A use for Sankey Diagrams?

A Sankey diagram is a type of flow chart used to visualize the distribution or movement of quantities through a system. Named after Captain Matthew Sankey, who first used it in 1898 to depict energy efficiency in steam engines, the diagram uses arrows or paths whose widths are proportional to the quantity they represent. This makes Sankey diagrams particularly effective for showing how resources, energy, information etc, are allocated across categories. They are especially useful for identifying dominant flows, bottlenecks, or imbalances within a process or dataset.

It occured to be that it might be an interesting way to display the breakdown of marks in an exam paper.

This Sankey diagram provides a visual breakdown of how marks were distributed across the A2 Component 2 (2023) Physics paper. It begins with a single “Total Marks” block, which then splits into individual physics topics, such as Circular Motion, Electric Fields, and Nuclear Decay. Each topic node flows into different styles of questions—Calculation, Explanation, Graphing/Data, or Recall—based on how the marks were awarded.

The diagram makes it easy to see which topics carried the most weight (e.g., Oscillations and Electric Fields received high totals) and which styles of questions were most common across the paper.

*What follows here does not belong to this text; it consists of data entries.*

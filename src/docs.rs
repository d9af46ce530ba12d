use utoipa::OpenApi;

use edudesk_core::{ErrorResponse, ListParams, PaginationMeta, PaginationParams};
use edudesk_models::buses::{Bus, CreateBusDto, PaginatedBusesResponse, UpdateBusDto};
use edudesk_models::classes::{
    Class, ClassWithStats, CreateClassDto, CreateSectionDto, CreateSectionWithClassDto,
    PaginatedClassesResponse, PaginatedSectionsResponse, Section, UpdateClassDto,
    UpdateSectionDto,
};
use edudesk_models::dashboard::{DashboardSummary, DirectoryCounts, FeeTotals};
use edudesk_models::fees::{
    CreateFeeDto, FeeBreakdown, FeeDetails, FeeItem, FeeItemInput, FeePreviewDto, FeeRecord,
    FeeStatus, FeeSummary, PaginatedFeesResponse, UpdateFeeDto,
};
use edudesk_models::payments::{
    CreatePaymentDto, PaginatedPaymentsResponse, Payment, PaymentMethod, RecordedPayment,
};
use edudesk_models::periods::{CreatePeriodDto, PaginatedPeriodsResponse, Period, UpdatePeriodDto};
use edudesk_models::schedules::{
    BulkScheduleUpdateDto, BulkScheduleUpdateResponse, ConflictKind, ConflictParty,
    CreateScheduleDto, DayOfWeek, EntryChange, FieldDiff, PaginatedSchedulesResponse,
    ProposedSchedule, ScheduleConflict, ScheduleEntry, ScheduleEntryPatch, ScheduleField,
    ScheduleFields, ScheduleStatus, ScheduleValidationReport, Timetable, TimetableDay,
    UpdateScheduleDto, UpdateScheduleStatusDto, ValidateSchedulesDto,
};
use edudesk_models::students::{
    CreateStudentDto, PaginatedStudentsResponse, Student, UpdateStudentDto,
};
use edudesk_models::subjects::{
    CreateSubjectDto, PaginatedSubjectsResponse, Subject, UpdateSubjectDto,
};
use edudesk_models::teachers::{
    CreateTeacherDto, PaginatedTeachersResponse, Teacher, UpdateTeacherDto,
};

#[derive(OpenApi)]
#[openapi(
    paths(
        crate::modules::students::controller::create_student,
        crate::modules::students::controller::get_students,
        crate::modules::students::controller::get_student,
        crate::modules::students::controller::update_student,
        crate::modules::students::controller::delete_student,
        crate::modules::teachers::controller::create_teacher,
        crate::modules::teachers::controller::get_teachers,
        crate::modules::teachers::controller::get_teacher,
        crate::modules::teachers::controller::update_teacher,
        crate::modules::teachers::controller::delete_teacher,
        crate::modules::classes::controller::create_class,
        crate::modules::classes::controller::get_classes,
        crate::modules::classes::controller::get_class,
        crate::modules::classes::controller::update_class,
        crate::modules::classes::controller::delete_class,
        crate::modules::classes::controller::get_class_sections,
        crate::modules::classes::controller::create_class_section,
        crate::modules::classes::controller::create_section,
        crate::modules::classes::controller::get_sections,
        crate::modules::classes::controller::get_section,
        crate::modules::classes::controller::update_section,
        crate::modules::classes::controller::delete_section,
        crate::modules::subjects::controller::create_subject,
        crate::modules::subjects::controller::get_subjects,
        crate::modules::subjects::controller::get_subject,
        crate::modules::subjects::controller::update_subject,
        crate::modules::subjects::controller::delete_subject,
        crate::modules::buses::controller::create_bus,
        crate::modules::buses::controller::get_buses,
        crate::modules::buses::controller::get_bus,
        crate::modules::buses::controller::get_bus_students,
        crate::modules::buses::controller::update_bus,
        crate::modules::buses::controller::delete_bus,
        crate::modules::periods::controller::create_period,
        crate::modules::periods::controller::get_periods,
        crate::modules::periods::controller::get_period,
        crate::modules::periods::controller::update_period,
        crate::modules::periods::controller::delete_period,
        crate::modules::schedules::controller::create_schedule,
        crate::modules::schedules::controller::get_schedules,
        crate::modules::schedules::controller::get_timetable,
        crate::modules::schedules::controller::bulk_update_schedules,
        crate::modules::schedules::controller::validate_schedules,
        crate::modules::schedules::controller::get_schedule,
        crate::modules::schedules::controller::update_schedule,
        crate::modules::schedules::controller::update_schedule_status,
        crate::modules::schedules::controller::delete_schedule,
        crate::modules::fees::controller::create_fee,
        crate::modules::fees::controller::get_fees,
        crate::modules::fees::controller::preview_fee,
        crate::modules::fees::controller::get_fee,
        crate::modules::fees::controller::update_fee,
        crate::modules::fees::controller::delete_fee,
        crate::modules::payments::controller::record_payment,
        crate::modules::payments::controller::get_payments,
        crate::modules::payments::controller::get_payment,
        crate::modules::payments::controller::delete_payment,
        crate::modules::dashboard::controller::get_summary,
    ),
    components(
        schemas(
            ErrorResponse,
            PaginationMeta,
            PaginationParams,
            ListParams,
            Student,
            CreateStudentDto,
            UpdateStudentDto,
            PaginatedStudentsResponse,
            Teacher,
            CreateTeacherDto,
            UpdateTeacherDto,
            PaginatedTeachersResponse,
            Class,
            ClassWithStats,
            CreateClassDto,
            UpdateClassDto,
            PaginatedClassesResponse,
            Section,
            CreateSectionDto,
            CreateSectionWithClassDto,
            UpdateSectionDto,
            PaginatedSectionsResponse,
            Subject,
            CreateSubjectDto,
            UpdateSubjectDto,
            PaginatedSubjectsResponse,
            Bus,
            CreateBusDto,
            UpdateBusDto,
            PaginatedBusesResponse,
            Period,
            CreatePeriodDto,
            UpdatePeriodDto,
            PaginatedPeriodsResponse,
            DayOfWeek,
            ScheduleStatus,
            ScheduleEntry,
            ScheduleFields,
            CreateScheduleDto,
            UpdateScheduleDto,
            UpdateScheduleStatusDto,
            ScheduleEntryPatch,
            BulkScheduleUpdateDto,
            BulkScheduleUpdateResponse,
            ScheduleField,
            FieldDiff,
            EntryChange,
            ValidateSchedulesDto,
            ProposedSchedule,
            ScheduleValidationReport,
            ScheduleConflict,
            ConflictKind,
            ConflictParty,
            Timetable,
            TimetableDay,
            PaginatedSchedulesResponse,
            FeeStatus,
            FeeItem,
            FeeItemInput,
            FeeRecord,
            FeeSummary,
            FeeDetails,
            FeeBreakdown,
            CreateFeeDto,
            UpdateFeeDto,
            FeePreviewDto,
            PaginatedFeesResponse,
            PaymentMethod,
            Payment,
            CreatePaymentDto,
            RecordedPayment,
            PaginatedPaymentsResponse,
            DashboardSummary,
            DirectoryCounts,
            FeeTotals,
        )
    ),
    tags(
        (name = "Students", description = "Student directory"),
        (name = "Teachers", description = "Teaching staff"),
        (name = "Classes", description = "Classes and their nested sections"),
        (name = "Sections", description = "Sections across all classes"),
        (name = "Subjects", description = "Subjects taught"),
        (name = "Buses", description = "School buses and their riders"),
        (name = "Periods", description = "Time slots of the school day"),
        (name = "Schedules", description = "Weekly timetable entries, bulk edits and conflict checks"),
        (name = "Fees", description = "Itemized fees and balance computation"),
        (name = "Payments", description = "Payments recorded against fees"),
        (name = "Dashboard", description = "Summary counters for the admin home screen")
    ),
    info(
        title = "edudesk API",
        version = "0.1.0",
        description = "School administration REST API built with Rust, Axum, and PostgreSQL.",
        license(
            name = "MIT"
        )
    )
)]
pub struct ApiDoc;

Calculation-heavy topics dominate the assessment (obviously), while Graphing/Data and Recall play smaller but still significant roles.

Show the code

# Install if needed
library(networkD3)

# Define nodes with Total Marks first
nodes <- data.frame(name = c(
  "Total Marks",
  "Circular Motion", "Gravitational Fields", "Electric Fields", "Capacitance",
  "Magnetic Fields", "Nuclear Decay", "Nuclear Energy", "Thermodynamics",
  "Oscillations", "Astrophysics", "Data Analysis",
  "Calculation", "Explanation", "Graphing/Data"
))

# Define total marks per topic (names MUST match exactly with nodes$name)
topic_totals <- c(
  8,  # Circular Motion
  7,  # Gravitational Fields
  9,  # Electric Fields
  8,  # Capacitance
  7,  # Magnetic Fields
  8,  # Nuclear Decay
  8,  # Nuclear Energy
  9,  # Thermodynamics
  9,  # Oscillations
  9,  # Astrophysics
  8   # Data Analysis
)

# Topics names must align with node indices 1–11
topic_links <- data.frame(
  source = 0,
  target = 1:11,
  value = topic_totals
)

# Style links from topics (1–11) to styles (12–14)
style_links <- data.frame(
  source = c(
    1, 1,  # Circular Motion
    2, 2,  # Gravitational Fields
    3, 3,  # Electric Fields
    4, 4,  # Capacitance
    5, 5,  # Magnetic Fields
    6, 6,  # Nuclear Decay
    7, 7,  # Nuclear Energy
    8, 8,  # Thermodynamics
    9, 9,  # Oscillations
    10,10, # Astrophysics
    11,11  # Data Analysis
  ),
  target = c(
    12, 13,
    12, 13,
    12, 14,
    14, 13,
    12, 13,
    12, 13,
    12, 13,
    12, 13,
    12, 13,
    12, 13,
    14, 13
  ),
  value = c(
    6, 2,
    5, 2,
    5, 4,
    5, 3,
    5, 2,
    4, 4,
    6, 2,
    5, 4,
    7, 2,
    5, 4,
    6, 2
  )
)

# Combine both sets of links
links <- rbind(topic_links, style_links)

# Draw Sankey diagram
sankeyNetwork(Links = links, Nodes = nodes, Source = "source",
              Target = "target", Value = "value", NodeID = "name",
              fontSize = 12, nodeWidth = 30,
              sinksRight = FALSE)